[ASSIGNED TASK]
When the string "Some" is part of a line below, that line should be copied.

** Opening EXERCISE DATA block **

use std::sync::Arc;
use std::time::Duration;

use tracing::{debug, info, warn};

use super::{AccessCredential, CredentialStore};
use crate::api::{ApiError, ApiRequest, RequestGateway};
use crate::cache::{CachedData, ProfileCache};
use crate::config::Endpoints;
use crate::models::{AuthResponse, LoginRequest, ProfileSummary, Registration};

/// Register, login, logout and identity checks against the authority.
pub struct SessionFlows {
    gateway: RequestGateway,
    store: Arc<CredentialStore>,
    profile: ProfileCache,
    endpoints: Endpoints,
    logout_timeout: Duration,
}

impl SessionFlows {
    pub fn new(
        gateway: RequestGateway,
        store: Arc<CredentialStore>,
        profile: ProfileCache,
        endpoints: Endpoints,
        logout_timeout: Duration,
    ) -> Self {
        Self {
            gateway,
            store,
            profile,
            endpoints,
            logout_timeout,
        }
    }

    /// Sign in with an email address and password.
    ///
    /// # Errors
    /// `Rejected` with the server's message when the credentials are refused.
    pub async fn login(&self, identifier: &str, secret: &str) -> Result<ProfileSummary, ApiError> {
        let body = LoginRequest {
            email: identifier,
            password: secret,
        };
        let request = ApiRequest::post(&self.endpoints.login).json(&body)?;
        self.authenticate(request).await
    }

    /// Create an account and sign in to it.
    pub async fn register(&self, registration: &Registration) -> Result<ProfileSummary, ApiError> {
        let request = ApiRequest::post(&self.endpoints.register).json(registration)?;
        self.authenticate(request).await
    }

    async fn authenticate(&self, request: ApiRequest) -> Result<ProfileSummary, ApiError> {
        let request = request.exempt_from_renewal();
        let response = self.gateway.request(&request).await?;

        let status = response.status();
        if !status.is_success() {
            let body = response.text().await.unwrap_or_default();
            debug!(status = status.as_u16(), path = request.target(), "Sign-in refused");
            return Err(ApiError::rejected(status, &body));
        }

        let auth: AuthResponse = response.json().await.map_err(|e| {
            ApiError::InvalidResponse(format!("Failed to parse auth response: {}", e))
        })?;
        if auth.access_token.trim().is_empty() {
            return Err(ApiError::InvalidResponse(
                "Auth response has an empty token".to_string(),
            ));
        }

        self.store.set(Some(AccessCredential::new(auth.access_token)));

        let profile = match auth.user {
            Some(user) => {
                self.remember(&user);
                user
            }
            None => match self.current_user().await {
                Ok(profile) => profile,
                Err(e) => {
                    // Sign-in is all or nothing.
                    warn!(error = %e, "Identity lookup after sign-in failed");
                    self.end_session_locally();
                    return Err(e);
                }
            },
        };
        info!(user_id = %profile.id, "Signed in");
        Ok(profile)
    }

    /// Revoke the refresh cookie server-side, best effort, then always
    /// clear local session state.
    pub async fn logout(&self) {
        let request = ApiRequest::post(&self.endpoints.logout).exempt_from_renewal();

        match tokio::time::timeout(self.logout_timeout, self.gateway.request(&request)).await {
            Ok(Ok(response)) if response.status().is_success() => debug!("Server-side logout done"),
            Ok(Ok(response)) => {
                warn!(status = response.status().as_u16(), "Server-side logout refused")
            }
            Ok(Err(e)) => warn!(error = %e, "Server-side logout failed"),
            Err(_) => warn!(
                timeout_secs = self.logout_timeout.as_secs(),
                "Server-side logout timed out"
            ),
        }

        self.end_session_locally();
        info!("Signed out");
    }

    /// Ask the server who the current credential belongs to. Goes through
    /// the gateway, so an expired credential is renewed transparently.
    pub async fn current_user(&self) -> Result<ProfileSummary, ApiError> {
        let request = ApiRequest::get(&self.endpoints.me);
        match self.gateway.request_json::<ProfileSummary>(&request).await {
            Ok(profile) => {
                self.remember(&profile);
                Ok(profile)
            }
            Err(e) => {
                if e.is_session_ended() {
                    self.end_session_locally();
                }
                Err(e)
            }
        }
    }

    /// Drop the credential and the cached profile. Never touches the network.
    pub fn end_session_locally(&self) {
        self.store.clear();
        if let Err(e) = self.profile.clear() {
            warn!(error = %e, "Failed to clear profile cache");
        }
    }

    pub fn cached_profile(&self) -> Option<CachedData<ProfileSummary>> {
        self.profile.load_or_none()
    }

    fn remember(&self, profile: &ProfileSummary) {
        if let Err(e) = self.profile.save(profile) {
            warn!(error = %e, "Failed to cache profile summary");
        }
    }
}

** Closing EXERCISE DATA block **

[EXERCISE RESULT]
        self.store.set(Some(AccessCredential::new(auth.access_token)));
            Some(user) => {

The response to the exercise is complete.